You meet, and neither one of you, even know what hit ’em

Got that warm fuzzy feeling, yeah, them chills, used to get ’em

Now you’re getting fucking sick of looking at ’em.”

such a powerful verse about how people and the dynamics between them change over time


v. one amusing thing i noticed is that most of the reading i’ve done on relationships has been about communication difficulties and breakups. for instance, some of my favorites include difficult conversations: how to discuss what matters most and relationships are challenging + a lot of work and she divorced me because i left dishes by the sink (please don’t take the last one as seriously as the first two)

i don’t think it’s because i’m a pessimist necessarily, but i have a habit of reflexively identifying problems and attempting to understand them, so maybe it shouldn’t be a surprise that i gravitated towards learning about communication failure modes. and as a consequence, most of my thoughts on relationships are actually thoughts on fights and breakdowns rather than thoughts on the actual relationship; for example, maybe you already noticed that this post focuses on the question of “how do you grapple with the fact that any given relationship is likely to end painfully?” rather than a question like “what are relationships?”

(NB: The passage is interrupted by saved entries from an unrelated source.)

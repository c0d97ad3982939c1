//! Value objects carried on product records.
//!
//! - [`Date`]: calendar date, rendered as ISO 8601
//! - [`Currency`] / [`CurrencyRef`]: ISO registry and the reference a record carries
//! - [`AccrualBasis`], [`BusinessDayConvention`], [`HolidayConvention`],
//!   [`CompoundingMethod`]: market convention labels
//! - [`LongOrShort`], [`PayOrReceive`]: direction flags
//! - [`Period`]: tenors such as `3M`

mod conventions;
mod currency;
mod date;
mod direction;
mod period;

pub use conventions::{AccrualBasis, BusinessDayConvention, CompoundingMethod, HolidayConvention};
pub use currency::{Currency, CurrencyRef};
pub use date::Date;
pub use direction::{LongOrShort, PayOrReceive};
pub use period::{Period, TimeUnit};
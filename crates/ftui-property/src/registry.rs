#![forbid(unsafe_code)]

//! Ordered observer registry with explicit and RAII removal.
//!
//! # Design
//!
//! Observers are stored in registration order. Each registration receives a
//! fresh [`ObserverId`]; ids are never reused within one registry.
//!
//! Two registration flavors share the same list:
//!
//! - **Held**: the registry owns the callback. It stays registered until
//!   [`ObserverRegistry::remove`] is called with its id.
//! - **Guarded**: the registry keeps a `Weak` reference and the caller keeps
//!   the strong one inside a [`Subscription`]. Dropping the guard stops
//!   delivery immediately; the dead entry is pruned on the next mutation.
//!
//! # Failure Modes
//!
//! - **Panicking observer**: the panic unwinds out of the fan-out. Observers
//!   registered after the failing one are not invoked for that pass.
//! - **Registry mutation during fan-out**: a pass runs over a
//!   [`snapshot`](ObserverRegistry::snapshot) taken before the first callback,
//!   so observers registered mid-pass are first called on the next pass.
//!   Observers removed mid-pass still receive the value already in flight.

use std::rc::{Rc, Weak};

use tracing::trace;

pub(crate) type CallbackRc<T> = Rc<dyn Fn(&T)>;
type CallbackWeak<T> = Weak<dyn Fn(&T)>;

/// Identifies one observer registration on a property.
///
/// Returned by `observe`; pass it back to `unobserve` to remove the callback.
#[derive(Debug, Clone, Copy, PartialEq, Eq, PartialOrd, Ord, Hash)]
pub struct ObserverId(u64);

impl ObserverId {
    /// Raw registration sequence number.
    #[must_use]
    pub const fn get(self) -> u64 {
        self.0
    }
}

enum Slot<T> {
    Held(CallbackRc<T>),
    Guarded(CallbackWeak<T>),
}

struct Entry<T> {
    id: ObserverId,
    slot: Slot<T>,
}

impl<T> Entry<T> {
    fn is_live(&self) -> bool {
        match &self.slot {
            Slot::Held(_) => true,
            Slot::Guarded(weak) => weak.strong_count() > 0,
        }
    }
}

/// Append-ordered list of observer callbacks.
pub(crate) struct ObserverRegistry<T> {
    entries: Vec<Entry<T>>,
    next_id: u64,
}

impl<T> Default for ObserverRegistry<T> {
    fn default() -> Self {
        Self {
            entries: Vec::new(),
            next_id: 0,
        }
    }
}

impl<T: 'static> ObserverRegistry<T> {
    fn next_id(&mut self) -> ObserverId {
        let id = ObserverId(self.next_id);
        self.next_id += 1;
        id
    }

    /// Register a callback owned by the registry.
    pub(crate) fn insert(&mut self, callback: impl Fn(&T) + 'static) -> ObserverId {
        self.prune();
        let id = self.next_id();
        self.entries.push(Entry {
            id,
            slot: Slot::Held(Rc::new(callback)),
        });
        trace!(observer = id.0, live = self.entries.len(), "observer registered");
        id
    }

    /// Register a callback kept alive by the returned guard.
    pub(crate) fn insert_guarded(&mut self, callback: impl Fn(&T) + 'static) -> Subscription {
        self.prune();
        let id = self.next_id();
        let strong: CallbackRc<T> = Rc::new(callback);
        self.entries.push(Entry {
            id,
            slot: Slot::Guarded(Rc::downgrade(&strong)),
        });
        trace!(observer = id.0, live = self.entries.len(), "guarded observer registered");
        Subscription {
            id,
            _guard: Box::new(strong),
        }
    }

    /// Remove the registration with `id`. Returns `false` if it is unknown.
    pub(crate) fn remove(&mut self, id: ObserverId) -> bool {
        let before = self.entries.len();
        self.entries.retain(|entry| entry.id != id);
        let removed = self.entries.len() != before;
        trace!(observer = id.0, removed, "observer removed");
        self.prune();
        removed
    }

    pub(crate) fn clear(&mut self) {
        trace!(dropped = self.entries.len(), "observers cleared");
        self.entries.clear();
    }
}

impl<T> ObserverRegistry<T> {
    /// Drop guarded entries whose `Subscription` is gone.
    fn prune(&mut self) {
        self.entries.retain(Entry::is_live);
    }

    /// Number of registrations that would receive the next fan-out.
    pub(crate) fn len(&self) -> usize {
        self.entries.iter().filter(|entry| entry.is_live()).count()
    }

    pub(crate) fn is_empty(&self) -> bool {
        !self.entries.iter().any(Entry::is_live)
    }

    /// Strong handles to every live observer, in registration order.
    ///
    /// Callers invoke the snapshot after releasing any borrow of the registry,
    /// so callbacks are free to re-enter the owning property.
    pub(crate) fn snapshot(&self) -> Vec<CallbackRc<T>> {
        self.entries
            .iter()
            .filter_map(|entry| match &entry.slot {
                Slot::Held(callback) => Some(Rc::clone(callback)),
                Slot::Guarded(weak) => weak.upgrade(),
            })
            .collect()
    }
}

/// RAII guard for an observer registered with `subscribe`.
///
/// Dropping the `Subscription` drops the only strong reference to the
/// callback, so it is skipped by every later notification.
#[must_use = "dropping a Subscription unregisters its observer"]
pub struct Subscription {
    id: ObserverId,
    /// Type-erased `Rc<dyn Fn(&T)>` keeping the callback alive.
    _guard: Box<dyn std::any::Any>,
}

impl Subscription {
    /// Id of the underlying registration.
    #[must_use]
    pub fn id(&self) -> ObserverId {
        self.id
    }

    /// Stop receiving notifications. Equivalent to dropping the guard.
    pub fn unsubscribe(self) {}
}

impl std::fmt::Debug for Subscription {
    fn fmt(&self, f: &mut std::fmt::Formatter<'_>) -> std::fmt::Result {
        f.debug_struct("Subscription")
            .field("id", &self.id)
            .finish_non_exhaustive()
    }
}
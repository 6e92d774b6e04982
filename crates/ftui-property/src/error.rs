#![forbid(unsafe_code)]

//! Error returned when writing through a read-only property.

/// Attempt to set the value of a read-only property.
///
/// Raised by every `set` on a property built with one of the `read_only*`
/// constructors. Storage is untouched and no observer runs.
#[derive(Debug, Clone, Copy, PartialEq, Eq, Hash, Default)]
pub struct ReadOnlySetError;

impl std::fmt::Display for ReadOnlySetError {
    fn fmt(&self, f: &mut std::fmt::Formatter<'_>) -> std::fmt::Result {
        f.write_str("attempt to set value for read only property")
    }
}

impl std::error::Error for ReadOnlySetError {}
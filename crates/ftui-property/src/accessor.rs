#![forbid(unsafe_code)]

//! Read and write strategies shared by every property flavor.
//!
//! A property never reads or writes its storage directly. Reads go through a
//! [`Getter`], writes through a [`Setter`]. The stock strategies are plain
//! enum variants (no shared mutable state); everything else is a closure.
//!
//! # Bound accessors
//!
//! A *bound* accessor delegates to an owner object instead of the property's
//! own storage. The owner lives in an `Rc<RefCell<C>>`; the accessor keeps a
//! clone of that `Rc` and borrows it only for the duration of the call. The
//! property's storage is never touched by a bound accessor.
//!
//! Bound setters need to know who announces the change. [`NotifyPolicy`]
//! makes that an explicit choice per property:
//!
//! | Policy   | Who notifies                                          |
//! |----------|-------------------------------------------------------|
//! | `OnSet`  | the setter, once the owner's write has returned       |
//! | `Owner`  | the owner, by calling `notify_observers()` itself     |

use std::cell::RefCell;
use std::rc::Rc;

use crate::registry::ObserverRegistry;

type GetFn<T> = Rc<dyn Fn(&T) -> T>;
type SetFn<T> = Rc<dyn Fn(T, &mut T, &Notifier<'_, T>)>;

/// Computes the externally visible value from backing storage.
pub enum Getter<T> {
    /// Return a clone of the stored value.
    Identity,
    /// Call the function with the stored value.
    Custom(GetFn<T>),
}

impl<T> Clone for Getter<T> {
    fn clone(&self) -> Self {
        match self {
            Self::Identity => Self::Identity,
            Self::Custom(f) => Self::Custom(Rc::clone(f)),
        }
    }
}

impl<T> Default for Getter<T> {
    fn default() -> Self {
        Self::Identity
    }
}

impl<T> std::fmt::Debug for Getter<T> {
    fn fmt(&self, f: &mut std::fmt::Formatter<'_>) -> std::fmt::Result {
        match self {
            Self::Identity => f.write_str("Getter::Identity"),
            Self::Custom(_) => f.write_str("Getter::Custom(..)"),
        }
    }
}

impl<T: 'static> Getter<T> {
    /// The identity getter.
    #[must_use]
    pub const fn identity() -> Self {
        Self::Identity
    }

    /// Getter from a function of the stored value.
    pub fn new(f: impl Fn(&T) -> T + 'static) -> Self {
        Self::Custom(Rc::new(f))
    }

    /// Getter that always yields a clone of `value`, whatever storage holds.
    pub fn constant(value: T) -> Self
    where
        T: Clone,
    {
        Self::new(move |_| value.clone())
    }

    /// Getter backed by a zero-argument function, re-evaluated on every read.
    pub fn from_fn(f: impl Fn() -> T + 'static) -> Self {
        Self::new(move |_| f())
    }

    /// Getter that reads through `owner`. Storage is ignored.
    ///
    /// # Panics
    ///
    /// Reading panics if `owner` is mutably borrowed at the time.
    pub fn bound<C: 'static>(owner: &Rc<RefCell<C>>, read: impl Fn(&C) -> T + 'static) -> Self {
        let owner = Rc::clone(owner);
        Self::new(move |_| read(&*owner.borrow()))
    }
}

impl<T: Clone> Getter<T> {
    /// Evaluate against `storage`.
    pub(crate) fn read(&self, storage: &T) -> T {
        match self {
            Self::Identity => storage.clone(),
            Self::Custom(f) => f(storage),
        }
    }
}

/// Who triggers notification after a bound setter runs.
#[derive(Debug, Clone, Copy, PartialEq, Eq, Hash, Default)]
pub enum NotifyPolicy {
    /// The setter notifies with the getter's view after every write,
    /// changed or not.
    #[default]
    OnSet,
    /// The setter stays silent. The owner calls `notify_observers()` from its
    /// own change signal, which lets it skip unchanged writes.
    Owner,
}

/// Decides whether and how a write reaches storage.
pub enum Setter<T> {
    /// Overwrite storage, then notify with the getter's view.
    Overwrite,
    /// Reject every write with [`ReadOnlySetError`](crate::ReadOnlySetError).
    ReadOnly,
    /// Call the function with the new value, storage, and a [`Notifier`].
    /// Notification happens only if the function asks for it.
    Custom(SetFn<T>),
}

impl<T> Clone for Setter<T> {
    fn clone(&self) -> Self {
        match self {
            Self::Overwrite => Self::Overwrite,
            Self::ReadOnly => Self::ReadOnly,
            Self::Custom(f) => Self::Custom(Rc::clone(f)),
        }
    }
}

impl<T> Default for Setter<T> {
    fn default() -> Self {
        Self::Overwrite
    }
}

impl<T> std::fmt::Debug for Setter<T> {
    fn fmt(&self, f: &mut std::fmt::Formatter<'_>) -> std::fmt::Result {
        match self {
            Self::Overwrite => f.write_str("Setter::Overwrite"),
            Self::ReadOnly => f.write_str("Setter::ReadOnly"),
            Self::Custom(_) => f.write_str("Setter::Custom(..)"),
        }
    }
}

impl<T: 'static> Setter<T> {
    /// The overwrite-then-notify setter.
    #[must_use]
    pub const fn overwrite() -> Self {
        Self::Overwrite
    }

    /// The always-failing setter.
    #[must_use]
    pub const fn read_only() -> Self {
        Self::ReadOnly
    }

    /// Setter from a function that receives the notifier.
    pub fn new(f: impl Fn(T, &mut T, &Notifier<'_, T>) + 'static) -> Self {
        Self::Custom(Rc::new(f))
    }

    /// Setter from a function that never notifies.
    pub fn plain(f: impl Fn(T, &mut T) + 'static) -> Self {
        Self::new(move |value, storage, _| f(value, storage))
    }

    /// Setter that writes through `owner`. Storage is ignored.
    ///
    /// With [`NotifyPolicy::OnSet`] observers receive the property's getter
    /// view once the owner has been released.
    ///
    /// # Panics
    ///
    /// Writing panics if `owner` is borrowed at the time.
    pub fn bound<C: 'static>(
        owner: &Rc<RefCell<C>>,
        write: impl Fn(&mut C, T) + 'static,
        policy: NotifyPolicy,
    ) -> Self
    where
        T: Clone,
    {
        let owner = Rc::clone(owner);
        Self::new(move |value, storage, notifier| {
            write(&mut *owner.borrow_mut(), value);
            if policy == NotifyPolicy::OnSet {
                notifier.notify_current(storage);
            }
        })
    }

    pub(crate) fn is_read_only(&self) -> bool {
        matches!(self, Self::ReadOnly)
    }
}

/// Fan-out handle handed to custom setters.
///
/// Borrowed from the property for the duration of one `set` call. Calling
/// [`notify`](Self::notify) queues a notification with the given value.
/// Nothing forces it to match what the getter returns; setters that want that
/// guarantee use [`notify_current`](Self::notify_current).
///
/// Queued values are delivered in call order once the setter returns and the
/// property has released its storage, so observers may read the property
/// back.
pub struct Notifier<'a, T> {
    getter: &'a Getter<T>,
    observers: &'a RefCell<ObserverRegistry<T>>,
    pending: RefCell<Vec<T>>,
}

impl<'a, T> Notifier<'a, T> {
    pub(crate) fn new(getter: &'a Getter<T>, observers: &'a RefCell<ObserverRegistry<T>>) -> Self {
        Self {
            getter,
            observers,
            pending: RefCell::new(Vec::new()),
        }
    }

    /// Number of observers a notification would reach.
    #[must_use]
    pub fn observer_count(&self) -> usize {
        self.observers.borrow().len()
    }

    /// Values queued so far, in call order.
    pub(crate) fn into_pending(self) -> Vec<T> {
        self.pending.into_inner()
    }
}

impl<T: Clone> Notifier<'_, T> {
    /// Queue a notification of every observer with `value`.
    pub fn notify(&self, value: &T) {
        self.pending.borrow_mut().push(value.clone());
    }

    /// Queue a notification with the getter's view of `storage`.
    ///
    /// The getter is not evaluated when nobody is listening.
    pub fn notify_current(&self, storage: &T) {
        if self.observers.borrow().is_empty() {
            return;
        }
        let value = self.getter.read(storage);
        self.notify(&value);
    }
}

impl<T> std::fmt::Debug for Notifier<'_, T> {
    fn fmt(&self, f: &mut std::fmt::Formatter<'_>) -> std::fmt::Result {
        f.debug_struct("Notifier")
            .field("getter", self.getter)
            .field("observer_count", &self.observer_count())
            .field("pending", &self.pending.borrow().len())
            .finish()
    }
}
#![forbid(unsafe_code)]

//! Property with pluggable accessors and change notification.
//!
//! # Design
//!
//! [`ObservableProperty<T>`] owns a backing value, a [`Getter`], a [`Setter`]
//! and an ordered observer registry. Reads return `getter(storage)`. Writes
//! hand the new value, a mutable reference to storage and a [`Notifier`] to
//! the setter, which decides whether storage changes and whether observers
//! hear about it.
//!
//! Notification is never derived from a diff of old and new storage. It fires
//! when one of these runs:
//!
//! - the default setter, after every write (no equality short-circuit),
//! - a custom setter that calls its notifier,
//! - [`notify_observers`](ObservableProperty::notify_observers), called by
//!   whoever owns the property.
//!
//! # Invariants
//!
//! 1. Accessors are fixed at construction. Swapping them means building a new
//!    property and assigning it over the old one.
//! 2. A read-only property rejects every `set` with [`ReadOnlySetError`]
//!    before storage or observers are touched.
//! 3. Every live observer registered when a pass begins runs exactly once per
//!    pass, synchronously, in registration order.
//! 4. The default setter and `notify_observers` deliver `getter(storage)`.
//!
//! # Failure Modes
//!
//! - **Panicking getter, setter or observer**: unwinds to the caller of
//!   `get`/`set`/`notify_observers`. Observers after a panicking one are
//!   skipped for that pass.
//! - **Bound owner already borrowed**: bound accessors borrow the owner's
//!   `RefCell` and panic on conflict.
//! - **Re-entrant `set` from a custom setter**: storage is mutably borrowed
//!   while the setter runs, so calling back into the same property panics.
//!
//! Observers run after every internal borrow is released. An observer may
//! call `get`, `set` or `observe` on the property that is notifying it;
//! a nested `set` starts its own pass before the outer one continues, and an
//! observer added mid-pass is first called on the next pass. Values queued by
//! a custom setter's [`Notifier`] are delivered once the setter returns.

use std::cell::RefCell;
use std::rc::Rc;

use tracing::trace;

use crate::accessor::{Getter, Notifier, NotifyPolicy, Setter};
use crate::error::ReadOnlySetError;
use crate::registry::{ObserverId, ObserverRegistry, Subscription};

/// A value cell with pluggable read/write strategy and observer fan-out.
///
/// The cell is single-threaded (`!Send`). Every operation takes `&self`, so it
/// can be shared through a plain `Rc` and read back from its own observers.
pub struct ObservableProperty<T> {
    value: RefCell<T>,
    getter: Getter<T>,
    setter: Setter<T>,
    observers: RefCell<ObserverRegistry<T>>,
}

impl<T: Default + Clone + 'static> Default for ObservableProperty<T> {
    fn default() -> Self {
        Self::new()
    }
}

impl<T: Clone + 'static> From<T> for ObservableProperty<T> {
    fn from(value: T) -> Self {
        Self::with_value(value)
    }
}

impl<T: Clone + std::fmt::Debug + 'static> std::fmt::Debug for ObservableProperty<T> {
    fn fmt(&self, f: &mut std::fmt::Formatter<'_>) -> std::fmt::Result {
        f.debug_struct("ObservableProperty")
            .field("value", &self.get())
            .field("read_only", &self.is_read_only())
            .field("observer_count", &self.observer_count())
            .finish()
    }
}

impl<T: Clone + 'static> ObservableProperty<T> {
    /// Identity getter and overwrite setter over default-initialized storage.
    #[must_use]
    pub fn new() -> Self
    where
        T: Default,
    {
        Self::with_value(T::default())
    }

    /// Identity getter and overwrite setter over `value`.
    #[must_use]
    pub fn with_value(value: T) -> Self {
        Self::assemble(value, Getter::Identity, Setter::Overwrite)
    }

    /// Property from explicit strategies over default-initialized storage.
    #[must_use]
    pub fn from_parts(getter: Getter<T>, setter: Setter<T>) -> Self
    where
        T: Default,
    {
        Self::assemble(T::default(), getter, setter)
    }

    /// Fully custom getter and setter.
    ///
    /// The setter receives a [`Notifier`]; observers run only if it is used.
    pub fn of(
        getter: impl Fn(&T) -> T + 'static,
        setter: impl Fn(T, &mut T, &Notifier<'_, T>) + 'static,
    ) -> Self
    where
        T: Default,
    {
        Self::from_parts(Getter::new(getter), Setter::new(setter))
    }

    /// Proxy over an owner's accessor methods. Own storage is never used.
    ///
    /// `policy` decides whether a `set` notifies by itself
    /// ([`NotifyPolicy::OnSet`]) or leaves it to the owner
    /// ([`NotifyPolicy::Owner`]).
    pub fn bound<C: 'static>(
        owner: &Rc<RefCell<C>>,
        read: impl Fn(&C) -> T + 'static,
        write: impl Fn(&mut C, T) + 'static,
        policy: NotifyPolicy,
    ) -> Self
    where
        T: Default,
    {
        Self::from_parts(
            Getter::bound(owner, read),
            Setter::bound(owner, write, policy),
        )
    }

    /// Read-only property with a custom getter.
    pub fn read_only(getter: impl Fn(&T) -> T + 'static) -> Self
    where
        T: Default,
    {
        Self::from_parts(Getter::new(getter), Setter::ReadOnly)
    }

    /// Read-only proxy over an owner's getter method.
    pub fn read_only_bound<C: 'static>(
        owner: &Rc<RefCell<C>>,
        read: impl Fn(&C) -> T + 'static,
    ) -> Self
    where
        T: Default,
    {
        Self::from_parts(Getter::bound(owner, read), Setter::ReadOnly)
    }

    /// Read-only property that always yields `value`.
    #[must_use]
    pub fn read_only_constant(value: T) -> Self
    where
        T: Default,
    {
        Self::from_parts(Getter::constant(value), Setter::ReadOnly)
    }

    /// Read-only property backed by a zero-argument function, evaluated on
    /// every read.
    pub fn read_only_fn(f: impl Fn() -> T + 'static) -> Self
    where
        T: Default,
    {
        Self::from_parts(Getter::from_fn(f), Setter::ReadOnly)
    }

    fn assemble(value: T, getter: Getter<T>, setter: Setter<T>) -> Self {
        Self {
            value: RefCell::new(value),
            getter,
            setter,
            observers: RefCell::new(ObserverRegistry::default()),
        }
    }

    /// The externally visible value, `getter(storage)`.
    #[must_use]
    pub fn get(&self) -> T {
        self.getter.read(&self.value.borrow())
    }

    /// Route `value` through the setter.
    ///
    /// # Errors
    ///
    /// Returns [`ReadOnlySetError`] if the property is read-only. Storage and
    /// observers are untouched in that case.
    pub fn set(&self, value: T) -> Result<(), ReadOnlySetError> {
        match &self.setter {
            Setter::ReadOnly => return Err(ReadOnlySetError),
            Setter::Overwrite => {
                *self.value.borrow_mut() = value;
                self.notify_observers();
            }
            Setter::Custom(setter) => {
                let notifier = Notifier::new(&self.getter, &self.observers);
                setter(value, &mut *self.value.borrow_mut(), &notifier);
                for queued in notifier.into_pending() {
                    self.fan_out(&queued);
                }
            }
        }
        Ok(())
    }

    /// Whether every `set` fails.
    #[must_use]
    pub fn is_read_only(&self) -> bool {
        self.setter.is_read_only()
    }

    /// Append an observer. It stays registered until [`unobserve`](Self::unobserve).
    pub fn observe(&self, observer: impl Fn(&T) + 'static) -> ObserverId {
        self.observers.borrow_mut().insert(observer)
    }

    /// Append an observer that lives as long as the returned guard.
    pub fn subscribe(&self, observer: impl Fn(&T) + 'static) -> Subscription {
        self.observers.borrow_mut().insert_guarded(observer)
    }

    /// Remove one registration. Returns `false` if `id` is not registered.
    pub fn unobserve(&self, id: ObserverId) -> bool {
        self.observers.borrow_mut().remove(id)
    }

    /// Drop every registration.
    pub fn clear_observers(&self) {
        self.observers.borrow_mut().clear();
    }

    /// Number of live registrations.
    #[must_use]
    pub fn observer_count(&self) -> usize {
        self.observers.borrow().len()
    }

    /// Compute `get()` once and hand it to every observer.
    ///
    /// Works on read-only properties too, so derived values can broadcast
    /// upstream changes. With no observers the getter is not evaluated.
    pub fn notify_observers(&self) {
        if self.observers.borrow().is_empty() {
            return;
        }
        let value = self.get();
        self.fan_out(&value);
    }

    /// Deliver `value` to a snapshot of the live observers.
    fn fan_out(&self, value: &T) {
        let callbacks = self.observers.borrow().snapshot();
        trace!(observers = callbacks.len(), "notifying observers");
        for callback in callbacks {
            callback(value);
        }
    }
}
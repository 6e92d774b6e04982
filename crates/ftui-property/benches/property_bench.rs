//! Benchmarks for property reads, writes and observer fan-out.
//!
//! Run with: cargo bench -p ftui-property --bench property_bench

use std::cell::{Cell, RefCell};
use std::hint::black_box;
use std::rc::Rc;

use criterion::{BenchmarkId, Criterion, Throughput, criterion_group, criterion_main};
use ftui_property::{NotifyPolicy, ObservableProperty, Property};

// =============================================================================
// Reads
// =============================================================================

fn bench_get(c: &mut Criterion) {
    let mut group = c.benchmark_group("property/get");

    let plain = Property::with_value(42u64);
    group.bench_function("identity", |b| b.iter(|| black_box(plain.get())));

    let computed = Property::read_only(|v: &u64| v.wrapping_mul(31));
    group.bench_function("custom", |b| b.iter(|| black_box(computed.get())));

    let owner = Rc::new(RefCell::new(7u64));
    let bound = Property::read_only_bound(&owner, |v: &u64| *v);
    group.bench_function("bound", |b| b.iter(|| black_box(bound.get())));

    group.finish();
}

// =============================================================================
// Writes with fan-out
// =============================================================================

fn bench_set_fan_out(c: &mut Criterion) {
    let mut group = c.benchmark_group("property/set");

    for observers in [0usize, 1, 8, 64] {
        group.throughput(Throughput::Elements(observers.max(1) as u64));

        let hits = Rc::new(Cell::new(0u64));
        let prop = ObservableProperty::new();
        for _ in 0..observers {
            let hits = Rc::clone(&hits);
            prop.observe(move |v: &u64| hits.set(hits.get().wrapping_add(*v)));
        }
        group.bench_with_input(
            BenchmarkId::new("overwrite", observers),
            &observers,
            |b, _| {
                let mut next = 0u64;
                b.iter(|| {
                    next = next.wrapping_add(1);
                    prop.set(black_box(next)).unwrap();
                });
            },
        );

        let owner = Rc::new(RefCell::new(0u64));
        let bound = ObservableProperty::bound(
            &owner,
            |v: &u64| *v,
            |v: &mut u64, next| *v = next,
            NotifyPolicy::OnSet,
        );
        for _ in 0..observers {
            let hits = Rc::clone(&hits);
            bound.observe(move |v: &u64| hits.set(hits.get().wrapping_add(*v)));
        }
        group.bench_with_input(BenchmarkId::new("bound", observers), &observers, |b, _| {
            let mut next = 0u64;
            b.iter(|| {
                next = next.wrapping_add(1);
                bound.set(black_box(next)).unwrap();
            });
        });

        black_box(hits.get());
    }

    group.finish();
}

// =============================================================================
// Explicit notification
// =============================================================================

fn bench_notify_observers(c: &mut Criterion) {
    let mut group = c.benchmark_group("property/notify");

    for observers in [1usize, 8, 64] {
        group.throughput(Throughput::Elements(observers as u64));
        let prop = ObservableProperty::read_only_constant(3u64);
        for _ in 0..observers {
            prop.observe(|v: &u64| {
                black_box(*v);
            });
        }
        group.bench_with_input(
            BenchmarkId::new("read_only_constant", observers),
            &observers,
            |b, _| b.iter(|| prop.notify_observers()),
        );
    }

    group.finish();
}

criterion_group!(benches, bench_get, bench_set_fan_out, bench_notify_observers);
criterion_main!(benches);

vi. i rewatched arrival with some friends over iap (aka january at mit). one of the more awkward sentences from the film is when the protagonist louise says “i forgot how good it felt to be held by you”. it’s a strange line at first glance because you’d expect this sentence to be said by someone who was held in the distant past and hasn’t been held in a while, but this is actually louise’s first time hugging her future husband. so when she says this, i think she’s actually talking about her future self – she already knows by this point in the film that she will end up fighting with and divorcing her future husband, and the line is her explanation for why the future breakup occurs (it occurs because their child dies, but also because they will forget how much they love each other)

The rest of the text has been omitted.